Right on man, rebel against the establishment. :banger:

I also just happen to be selling that kind of merchandise if you're interested. With a purchase of $100 or more I'll throw in a Che Guevara shirt at no additional charge. You can wear it to the company picnic.
 
Re: Oh! forgot to tell you..

Is that why she's your ex?

Nooooooo .... I like little titties (Seeee, on topic).
The ex part was my general failure to do as I was told. That and all the ********, *****, manic mood swings, death metal, occasional assassination, trans-dimensional leaps, disinformation blogging, cat collecting and refusal to throw out my 'Dip me in honey and throw me to the lesbians' tee-shirt.

It was the tee-shirt that really did it.
 
Re: Oh! forgot to tell you..

Nooooooo .... I like little titties (Seeee, on topic).
The ex part was my general failure to do as I was told. That and all the ********, *****, manic mood swings, death metal, occasional assassination, trans-dimensional leaps, disinformation blogging, cat collecting and refusal to throw out my 'Dip me in honey and throw me to the lesbians' tee-shirt.

It was the tee-shirt that really did it.
Eh, what are you gonna do? :dunno:

If she couldn't abide the shirt then it wasn't meant to be.

Humans extinct :elaugh:
Alas, I don't have that...
 
Re: Oh! forgot to tell you..

Not only do you love boobies Samantha but word around the campfire is that I love boobies too...you feelin a vibe here?
 
Re: Oh! forgot to tell you..

Pirate, me old swashbuckler ... here's what I say to yer damn life:

"Choose life.
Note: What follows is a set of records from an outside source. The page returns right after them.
//! Queue ordering modes and the priority/weight transform.
//!
//! Every queue keeps a single max-ordering on weight. A `Max` queue stores the
//! caller's priority as-is; a `Min` queue stores it negated. The transform is
//! applied only where priorities cross the API boundary.

use std::cmp::Ordering;
use std::fmt;
use std::str::FromStr;

use serde::{Deserialize, Serialize};

use crate::error::ConfigError;

/// Which end of the priority range a queue pops first.
#[derive(Debug, Clone, Copy, Default, PartialEq, Eq, Hash, Serialize, Deserialize)]
#[serde(rename_all = "lowercase")]
pub enum Order {
    /// Pop the lowest priority first; evict the highest.
    Min,
    /// Pop the highest priority first; evict the lowest.
    #[default]
    Max,
}

impl Order {
    /// Convert a caller priority into the internal heap weight.
    #[inline]
    pub fn weight(self, priority: f64) -> f64 {
        match self {
            Self::Min => -priority,
            Self::Max => priority,
        }
    }

    /// Convert an internal heap weight back into the caller priority.
    #[inline]
    pub fn priority(self, weight: f64) -> f64 {
        // The transform is its own inverse.
        self.weight(weight)
    }

    /// Returns true if `candidate` would be popped before `incumbent`.
    ///
    /// NaN never outranks anything.
    pub fn outranks(self, candidate: f64, incumbent: f64) -> bool {
        cmp_weight(self.weight(candidate), self.weight(incumbent)) == Ordering::Greater
    }
}

impl fmt::Display for Order {
    fn fmt(&self, f: &mut fmt::Formatter<'_>) -> fmt::Result {
        match self {
            Self::Min => write!(f, "min"),
            Self::Max => write!(f, "max"),
        }
    }
}

impl FromStr for Order {
    type Err = ConfigError;

    fn from_str(s: &str) -> Result<Self, Self::Err> {
        match s.trim().to_ascii_lowercase().as_str() {
            "min" => Ok(Self::Min),
            "max" => Ok(Self::Max),
            _ => Err(ConfigError::InvalidOrder(s.to_string())),
        }
    }
}

/// Total order over heap weights.
///
/// NaN sorts below every other weight, negative infinity included, so a NaN
/// entry is always the first evicted and the last popped.
pub(crate) fn cmp_weight(a: f64, b: f64) -> Ordering {
    match (a.is_nan(), b.is_nan()) {
        (true, true) => Ordering::Equal,
        (true, false) => Ordering::Less,
        (false, true) => Ordering::Greater,
        (false, false) => a.partial_cmp(&b).unwrap_or(Ordering::Equal),
    }
}
//! Queue configuration loading from environment variables or TOML.
//!
//! Environment values fall back to defaults when missing or invalid, without
//! failing. TOML documents are parsed strictly and report errors.
//!
//! # Environment Variables
//!
//! | Variable | Default | Description |
//! |---|---|---|
//! | `BOUNDED_PQ_CAPACITY` | 0 | Max retained entries (0 = unbounded) |
//! | `BOUNDED_PQ_ORDER` | max | Pop order: `min` or `max` |

use serde::{Deserialize, Serialize};

use crate::error::ConfigError;
use crate::queue::Order;

pub const ENV_CAPACITY: &str = "BOUNDED_PQ_CAPACITY";
pub const ENV_ORDER: &str = "BOUNDED_PQ_ORDER";

/// Construction parameters for a [`BoundedPriorityQueue`](crate::BoundedPriorityQueue).
#[derive(Debug, Clone, Copy, Default, PartialEq, Eq, Serialize, Deserialize)]
#[serde(default, deny_unknown_fields)]
pub struct QueueConfig {
    /// Max retained entries. 0 means unbounded.
    pub capacity: usize,
    pub order: Order,
}

impl QueueConfig {
    pub fn new(capacity: usize, order: Order) -> Self {
        Self { capacity, order }
    }

    /// Parse a TOML document such as:
    ///
    /// ```toml
    /// capacity = 10
    /// order = "min"
    /// ```
    ///
    /// Missing keys take their defaults.
    pub fn from_toml_str(s: &str) -> Result<Self, ConfigError> {
        toml::from_str(s).map_err(|e| ConfigError::Parse(e.to_string()))
    }

    pub fn to_toml_string(&self) -> Result<String, ConfigError> {
        toml::to_string(self).map_err(|e| ConfigError::Parse(e.to_string()))
    }
}

/// Parse a `usize` env var, returning `default` on missing or invalid.
fn parse_usize(key: &str, default: usize) -> usize {
    match std::env::var(key) {
        Ok(val) => val.trim().parse::<usize>().unwrap_or(default),
        Err(_) => default,
    }
}

/// Parse an [`Order`] env var, returning `default` on missing or invalid.
fn parse_order(key: &str, default: Order) -> Order {
    match std::env::var(key) {
        Ok(val) => val.parse::<Order>().unwrap_or_else(|e| {
            tracing::warn!(key, error = %e, "ignoring invalid queue order");
            default
        }),
        Err(_) => default,
    }
}

/// Load queue configuration from environment variables.
pub fn load() -> QueueConfig {
    let defaults = QueueConfig::default();
    QueueConfig {
        capacity: parse_usize(ENV_CAPACITY, defaults.capacity),
        order: parse_order(ENV_ORDER, defaults.order),
    }
}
Choose a job. Choose a career. Choose a ******. Choose a fucking big television, Choose washing machines, cars, compact disc players, and electrical tin openers. Choose good health, low cholesterol and dental insurance. Choose fixed- interest mortgage repayments. Choose a starter home. Choose your friends. Choose leisure wear and matching luggage. Choose a three piece suite on hire purchase in a range of fucking fabrics. Choose DIY and wondering who you are on a Sunday morning. Choose sitting on that couch watching mind-numbing sprit- crushing game shows, stuffing fucking junk food into your mouth. Choose rotting away at the end of it all, ******* your last in a miserable home, nothing more than an embarrassment to the selfish, fucked-up brats you have spawned to replace yourself. Choose your future. Choose life... But why would I want to do a thing like that?"